Seperti seorang yang datang ke dunia baru, tahun-tahun pertama kami isi dengan menjelajah setiap pelosok, selama ada acara dengan syarat gratisan pasti kami akan ikut, kalau acara itu bagus dan harus bayar, kami akan mencari cara untuk menjadi volunteer.
Berkali-kali jadi Volunteer Ubud Writers & Readers Festival karena ingin terinspirasi orang-orang hebat tersebut.
Kata orang, "Bila kau berkumpul dengan para penjual minyak wangi, tanpa memakai sekalipun dirimu akan harum."
Senangnya pertama kali bisa melihat dari dekat Dewi Lestari (ngga berani nyapa, cuma liat aja) dan puluhan orang hebat lainnya.
Berbekal sepeda, saya mengayuh, Tika membonceng dengan bantal kecil yang memisahkan pantat dan kerasnya besi, sementara tanpa kata, tanpa suara, tangannya membentuk sudut memutari perut ini bagaikan power bank yang menolongku tidak kehilangan muka tatkala tanjakan menghadang.
Hari senin jadwalnya nonton film dokumenter atau film yang issue nya sedang hot.
Selasa, diskusi law of attraction yang dibimbing oleh murid langsung dari Guru yang wajahnya nongol di film The Secret yang kala itu lagi heboh-hebohnya.
Rabu nonton dan diskusi lagi, tempatnya lain dan film nya terbatas tentang spiritual.
Kamis adalah salah satu favorit kami yaitu Tibetan Singing Bowl Meditation.
Satu hari sebelum kamis biasanya kami woro-woro ke temen-temen yang ada di denpasar atau kuta untuk merapat ke ubud kamis malam dan menikmati meditasi yan diiringi getaran suara yang membuat 'high' atau bahkan bablas nyenyak.
Walaupun namanya Arun, tak perlu ditanya, ia adalah orang Itali.
Aksen master singing bowl ini telah menjelaskan dengan sempurna darimana ia berasal.
Kepribadiannya yang sederhana, tak pelit ilmu dan yang paling penting yang membuat kami datang berulang-ulang adalah bahwa kami sebagai orang lokal tidak dibebankan biaya pasti seperti para turis.
Sumbangan sukarela ini membuat kami nyaman dan aman tentunya.
Berbelas kali kami bertemu di pasar organik atau di jalan, selalu ia mengajak kita untuk bergabung dikelasnya.
Dan sekali lagi kami bertemu di ulang tahun Mas Har (siapa Mas Har, baca tulisan sebelumnya).
Kali ini Arun malah meminta untuk kami datang sebagai undangan pada hari kamis esok, saya pun menyanggupi.

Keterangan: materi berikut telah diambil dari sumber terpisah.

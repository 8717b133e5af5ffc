//! Mock platform implementation for testing
//!
//! A configurable stand-in that records calls and can be told to fail
//! authentication or posting, so publishing logic can be tested without
//! credentials or network access.

use async_trait::async_trait;
use std::sync::{Arc, Mutex};

use crate::error::{PlatformError, Result};
use crate::platforms::Platform;

/// Configuration for mock platform behavior
#[derive(Debug, Clone)]
pub struct MockConfig {
    pub name: String,
    pub auth_succeeds: bool,
    pub post_succeeds: bool,
    pub auth_error: Option<String>,
    pub post_error: Option<String>,
    pub character_limit: Option<usize>,

    /// Number of times authenticate has been called
    pub auth_call_count: Arc<Mutex<usize>>,

    /// Number of times post has been called
    pub post_call_count: Arc<Mutex<usize>>,

    /// Posts that have been made (for verification)
    pub posted_content: Arc<Mutex<Vec<String>>>,
}

impl Default for MockConfig {
    fn default() -> Self {
        Self {
            name: "mock".to_string(),
            auth_succeeds: true,
            post_succeeds: true,
            auth_error: None,
            post_error: None,
            character_limit: None,
            auth_call_count: Arc::new(Mutex::new(0)),
            post_call_count: Arc::new(Mutex::new(0)),
            posted_content: Arc::new(Mutex::new(Vec::new())),
        }
    }
}

/// Mock platform for testing
pub struct MockPlatform {
    config: MockConfig,
    authenticated: bool,
}

impl MockPlatform {
    pub fn new(config: MockConfig) -> Self {
        Self {
            config,
            authenticated: false,
        }
    }

    /// Create a mock platform that always succeeds, pre-authenticated
    pub fn success(name: &str) -> Self {
        let mut platform = Self::new(MockConfig {
            name: name.to_string(),
            ..Default::default()
        });
        platform.authenticated = true;
        platform
    }

    /// Create a mock platform that fails authentication
    pub fn auth_failure(name: &str, error: &str) -> Self {
        Self::new(MockConfig {
            name: name.to_string(),
            auth_succeeds: false,
            auth_error: Some(error.to_string()),
            ..Default::default()
        })
    }

    /// Create a mock platform that fails posting
    pub fn post_failure(name: &str, error: &str) -> Self {
        let mut platform = Self::new(MockConfig {
            name: name.to_string(),
            post_succeeds: false,
            post_error: Some(error.to_string()),
            ..Default::default()
        });
        platform.authenticated = true;
        platform
    }

    /// Handle to the shared call/content recorders, so callers can keep
    /// observing after the platform is boxed
    pub fn recorder(&self) -> MockConfig {
        self.config.clone()
    }

    pub fn auth_call_count(&self) -> usize {
        *self.config.auth_call_count.lock().unwrap()
    }

    pub fn post_call_count(&self) -> usize {
        *self.config.post_call_count.lock().unwrap()
    }

    pub fn posted_content(&self) -> Vec<String> {
        self.config.posted_content.lock().unwrap().clone()
    }
}

impl MockConfig {
    pub fn post_call_count(&self) -> usize {
        *self.post_call_count.lock().unwrap()
    }

    pub fn posted_content_list(&self) -> Vec<String> {
        self.posted_content.lock().unwrap().clone()
    }
}

#[async_trait]
impl Platform for MockPlatform {
    async fn authenticate(&mut self) -> Result<()> {
        *self.config.auth_call_count.lock().unwrap() += 1;

        if self.config.auth_succeeds {
            self.authenticated = true;
            Ok(())
        } else {
            let error_msg = self
                .config
                .auth_error
                .clone()
                .unwrap_or_else(|| "Mock authentication failed".to_string());
            Err(PlatformError::Authentication(error_msg).into())
        }
    }

    async fn post(&self, text: &str) -> Result<String> {
        *self.config.post_call_count.lock().unwrap() += 1;

        if !self.authenticated {
            return Err(PlatformError::Authentication("Not authenticated".to_string()).into());
        }

        if self.config.post_succeeds {
            self.config
                .posted_content
                .lock()
                .unwrap()
                .push(text.to_string());

            let count = *self.config.post_call_count.lock().unwrap();
            Ok(format!("{}:mock-{}", self.config.name, count))
        } else {
            let error_msg = self
                .config
                .post_error
                .clone()
                .unwrap_or_else(|| "Mock posting failed".to_string());
            Err(PlatformError::Posting(error_msg).into())
        }
    }

    fn validate_content(&self, content: &str) -> Result<()> {
        if content.is_empty() {
            return Err(PlatformError::Validation("Content cannot be empty".to_string()).into());
        }

        if let Some(limit) = self.config.character_limit {
            if content.chars().count() > limit {
                return Err(PlatformError::Validation(format!(
                    "Content exceeds {} character limit",
                    limit
                ))
                .into());
            }
        }

        Ok(())
    }

    fn name(&self) -> &str {
        &self.config.name
    }

    fn character_limit(&self) -> Option<usize> {
        self.config.character_limit
    }

    fn is_configured(&self) -> bool {
        true
    }
}

#[cfg(test)]
mod tests {
    use super::*;

    #[tokio::test]
    async fn test_mock_success() {
        let platform = MockPlatform::success("test");

        assert_eq!(platform.name(), "test");
        assert_eq!(platform.character_limit(), None);

        let post_id = platform.post("Test content").await.unwrap();
        assert!(post_id.starts_with("test:mock-"));
        assert_eq!(platform.post_call_count(), 1);

        let posted = platform.posted_content();
        assert_eq!(posted, vec!["Test content"]);
    }

    #[tokio::test]
    async fn test_mock_auth_failure() {
        let mut platform = MockPlatform::auth_failure("test", "Invalid credentials");

        let result = platform.authenticate().await;
        assert!(result.is_err());
        assert_eq!(platform.auth_call_count(), 1);
        assert!(result
            .unwrap_err()
            .to_string()
            .contains("Invalid credentials"));
    }

    #[tokio::test]
    async fn test_mock_post_failure() {
        let platform = MockPlatform::post_failure("test", "Network error");

        let result = platform.post("Test content").await;
        assert!(result.is_err());
        assert_eq!(platform.post_call_count(), 1);
        assert!(result.unwrap_err().to_string().contains("Network error"));

        // Nothing is recorded as posted on failure
        assert!(platform.posted_content().is_empty());
    }

    #[tokio::test]
    async fn test_mock_requires_authentication() {
        let platform = MockPlatform::new(MockConfig::default());

        let result = platform.post("Test").await;
        assert!(result.is_err());
        assert!(result
            .unwrap_err()
            .to_string()
            .contains("Not authenticated"));
    }

    #[tokio::test]
    async fn test_mock_recorder_survives_boxing() {
        let platform = MockPlatform::success("test");
        let recorder = platform.recorder();
        let boxed: Box<dyn Platform> = Box::new(platform);

        boxed.post("via box").await.unwrap();
        assert_eq!(recorder.post_call_count(), 1);
        assert_eq!(recorder.posted_content_list(), vec!["via box"]);
    }

    #[test]
    fn test_mock_validation() {
        let platform = MockPlatform::new(MockConfig {
            character_limit: Some(10),
            ..Default::default()
        });

        assert!(platform.validate_content("Short").is_ok());
        assert!(platform.validate_content("").is_err());
        assert!(platform.validate_content("This is way too long").is_err());
    }
}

Entah apa yang terjadi sebelum pulang dari acara ultah itu ada bagian yang mengajak saya untuk belajar pada Arun.
Saya pun spontan bertanya apakah dia mempunyai kelas yang dimana saya bisa belajar Tibetan Singing Bowl?
Singkatnya, hari kamis, jumat dan sabtu ini saya akan berguru privat dengan sang master dirumahnya, serta diminta menyaksikan langsung bagaimana ia memimpin meditasi dan memberikan terapi pada seseorang.

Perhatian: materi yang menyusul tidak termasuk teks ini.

//! End-to-end tests for the scheduled posting pipeline
//!
//! Drives the daily schedule, the rotation state machine and the publisher
//! together through the mock platform, with a simulated clock instead of
//! real sleeps.

use chrono::{DateTime, Local, TimeZone};
use libxpost::content::ContentDb;
use libxpost::platforms::mock::MockPlatform;
use libxpost::publisher::{Outcome, Publisher};
use libxpost::rotation::{RotationState, Tick};
use libxpost::scheduling::{parse_times, DailySchedule};

fn at(d: u32, h: u32, mi: u32) -> DateTime<Local> {
    Local.with_ymd_and_hms(2026, 4, d, h, mi, 0).unwrap()
}

fn sample_db() -> ContentDb {
    ContentDb::from_pairs(vec![
        ("tech", vec!["t1", "t2"]),
        ("quotes", vec!["q1"]),
    ])
}

/// One scheduled slot: tick the rotation and publish whatever comes out.
async fn fire_slot(
    state: &mut RotationState,
    db: &ContentDb,
    publisher: &Publisher,
) -> Option<Outcome> {
    match state.tick(db)? {
        Tick::Post { text, .. } => Some(publisher.publish(&text).await),
        Tick::Empty { .. } => None,
    }
}

#[tokio::test]
async fn rotation_publishes_round_robin_across_a_day() {
    let db = sample_db();
    let mut state = RotationState::new(&db);

    let platform = MockPlatform::success("x");
    let recorder = platform.recorder();
    let publisher = Publisher::new(Box::new(platform), false);

    let times = parse_times("09:00,12:00,15:00,18:00").unwrap();
    let mut schedule = DailySchedule::new(times, at(6, 8, 0));

    // Poll every 20 minutes for one day
    for step in 0..(24 * 3) {
        let now = at(6, 0, 0) + chrono::Duration::minutes(20 * step + 8 * 60);
        for _ in schedule.due(now) {
            fire_slot(&mut state, &db, &publisher).await;
        }
    }

    // Four slots fired: tech/quotes alternate, tech's cursor advanced
    // after each completed rotation, quotes wrapped on its single post
    assert_eq!(
        recorder.posted_content_list(),
        vec!["t1", "q1", "t2", "q1"]
    );
}

#[tokio::test]
async fn empty_category_slot_publishes_nothing_but_rotation_moves_on() {
    let db = ContentDb::from_pairs(vec![("quiet", vec![]), ("loud", vec!["l1"])]);
    let mut state = RotationState::new(&db);

    let platform = MockPlatform::success("x");
    let recorder = platform.recorder();
    let publisher = Publisher::new(Box::new(platform), false);

    // First slot hits the empty category: nothing published
    assert_eq!(fire_slot(&mut state, &db, &publisher).await, None);
    // Second slot publishes from the non-empty one
    assert!(matches!(
        fire_slot(&mut state, &db, &publisher).await,
        Some(Outcome::Posted { .. })
    ));

    assert_eq!(recorder.posted_content_list(), vec!["l1"]);
}

#[tokio::test]
async fn dry_run_schedule_makes_no_platform_calls() {
    let db = sample_db();
    let mut state = RotationState::new(&db);

    let platform = MockPlatform::success("x");
    let recorder = platform.recorder();
    let publisher = Publisher::new(Box::new(platform), true);

    for _ in 0..10 {
        let outcome = fire_slot(&mut state, &db, &publisher).await;
        assert!(matches!(outcome, Some(Outcome::DryRun)));
    }

    assert_eq!(recorder.post_call_count(), 0);
}

#[tokio::test]
async fn publish_failure_does_not_stall_the_rotation() {
    let db = sample_db();
    let mut state = RotationState::new(&db);

    let publisher = Publisher::new(Box::new(MockPlatform::post_failure("x", "boom")), false);

    // Every slot fails remotely; the rotation still advances and later
    // ticks still produce the expected posts
    for _ in 0..4 {
        let outcome = fire_slot(&mut state, &db, &publisher).await;
        assert!(matches!(outcome, Some(Outcome::Failed { .. })));
    }

    // After two full rotations the state is back where it started
    assert_eq!(state.cursor("tech"), Some(0));
    assert_eq!(state.cursor("quotes"), Some(0));
    assert_eq!(state.current_slot(), 0);
}

#[tokio::test]
async fn immediate_selection_feeds_the_publisher() {
    let db = sample_db();
    let platform = MockPlatform::success("x");
    let recorder = platform.recorder();
    let publisher = Publisher::new(Box::new(platform), false);

    let text = db.select("tech", Some(1)).unwrap().to_string();
    let outcome = publisher.publish(&text).await;

    assert!(matches!(outcome, Outcome::Posted { .. }));
    assert_eq!(recorder.posted_content_list(), vec!["t2"]);
}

Tika bertanya "Apa rencana saya setelah mendapatkan ilmu ini?" saya bilang "Tidak tahu, saya hanya mengikuti suara yang ada didalam tanpa memikirkan target yang dicapai di depan"
Pasti ada suara, "Kan sayang, belajar mahal-mahal dan tidak terpakai".

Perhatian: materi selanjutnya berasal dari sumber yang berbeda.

use rust_decimal::{Decimal, RoundingStrategy};

#[derive(Debug, Clone, PartialEq)]
pub struct PriceQuote {
    pub final_price: Decimal,
    pub savings: Decimal,
    pub has_discount: bool,
}

/// Applies a discount percentage to a base price.
///
/// The final price is rounded to the nearest whole currency unit, midpoint
/// away from zero. An absent or non-positive percentage leaves the base price
/// untouched.
pub fn compute_price(base_price: Decimal, discount_percent: Option<Decimal>) -> PriceQuote {
    let percent = match discount_percent {
        Some(p) if p > Decimal::ZERO => p,
        _ => {
            return PriceQuote {
                final_price: base_price,
                savings: Decimal::ZERO,
                has_discount: false,
            }
        }
    };

    let final_price = (base_price * (Decimal::ONE - percent / Decimal::ONE_HUNDRED))
        .round_dp_with_strategy(0, RoundingStrategy::MidpointAwayFromZero);
    let savings = (base_price - final_price)
        .round_dp_with_strategy(0, RoundingStrategy::MidpointAwayFromZero);

    PriceQuote {
        final_price,
        savings,
        has_discount: true,
    }
}

#[cfg(test)]
mod tests {
    use super::*;
    use rust_decimal_macros::dec;

    #[test]
    fn quarter_off_one_hundred() {
        let quote = compute_price(dec!(100), Some(dec!(25)));

        assert_eq!(quote.final_price, dec!(75));
        assert_eq!(quote.savings, dec!(25));
        assert!(quote.has_discount);
    }

    #[test]
    fn absent_percent_keeps_base_price() {
        let quote = compute_price(dec!(49.9), None);

        assert_eq!(quote.final_price, dec!(49.9));
        assert_eq!(quote.savings, Decimal::ZERO);
        assert!(!quote.has_discount);
    }

    #[test]
    fn zero_and_negative_percents_are_not_discounts() {
        assert!(!compute_price(dec!(100), Some(Decimal::ZERO)).has_discount);
        assert!(!compute_price(dec!(100), Some(dec!(-10))).has_discount);
    }

    #[test]
    fn full_discount_reaches_zero() {
        let quote = compute_price(dec!(120), Some(dec!(100)));

        assert_eq!(quote.final_price, Decimal::ZERO);
        assert_eq!(quote.savings, dec!(120));
    }

    #[test]
    fn rounds_to_nearest_whole_unit() {
        // 89.9 * 0.85 = 76.415 -> 76
        let quote = compute_price(dec!(89.9), Some(dec!(15)));

        assert_eq!(quote.final_price, dec!(76));
        assert_eq!(quote.savings, dec!(14));
    }

    #[test]
    fn final_price_never_exceeds_base_price() {
        for percent in 0..=100 {
            let quote = compute_price(dec!(999.99), Some(Decimal::from(percent)));
            assert!(
                quote.final_price <= dec!(999.99),
                "percent {} produced {}",
                percent,
                quote.final_price
            );
        }
    }
}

Betul sekali bila kita mempunyai tujuan atau target tertentu dalam mempelajari sesuatu, ingin mencari uang dari apa yang dipelajari misalnya atau ingin mendapatkan gelar, menjadi terapis atau lainnya.
Saat ini tujuan saya sudah tercapai, yaitu mengikuti suara di dalam yang berkata untuk belajar pada Arun, dan itu sudah tercapai.
Soal nanti saya mendapat sesuatu yang wow atau biasa saja atau pengetahuan itu menguap setelah berapa bulan, ya fine-fine aja.
Saya tidak pernah berencana untuk jadi penulis, mimpi pun tidak pernah, apalagi jadi pembicara.
Sampai kuliah saya masih bercita-cita jadi bisnisman, tinggal di Jakarta dan punya kantor di Sudirman atau Thamrin, makanya mengambil kuliah Ekonomi Management.
Ubud tentu belum ter download di peta otak ini, tinggal di desa bukan pilihan apalagi kemana-mana tidak pakai alas kaki, nista sekali rasanya.
Tulisan status ini juga jauh dari rencana semula yang ingin saya sampaikan ketika memulai menulis.
"Tapi itulah gobind" kata Tika kalau ditanya ibunya atau siapapun tentang rencana hari ini mau ngapain aja.
Agaknya ia mulai mengerti sedikit-sediikit tentang orang yang digaulinya dalam 10 tahun ini, atau jangan-jangan ini adalah pertanda bahwa ia mulai tidak perduli?
Apapun jawabannya saya menerimanya, karena dimengerti atau dicuekin tidak termasuk dalam list rencana saya.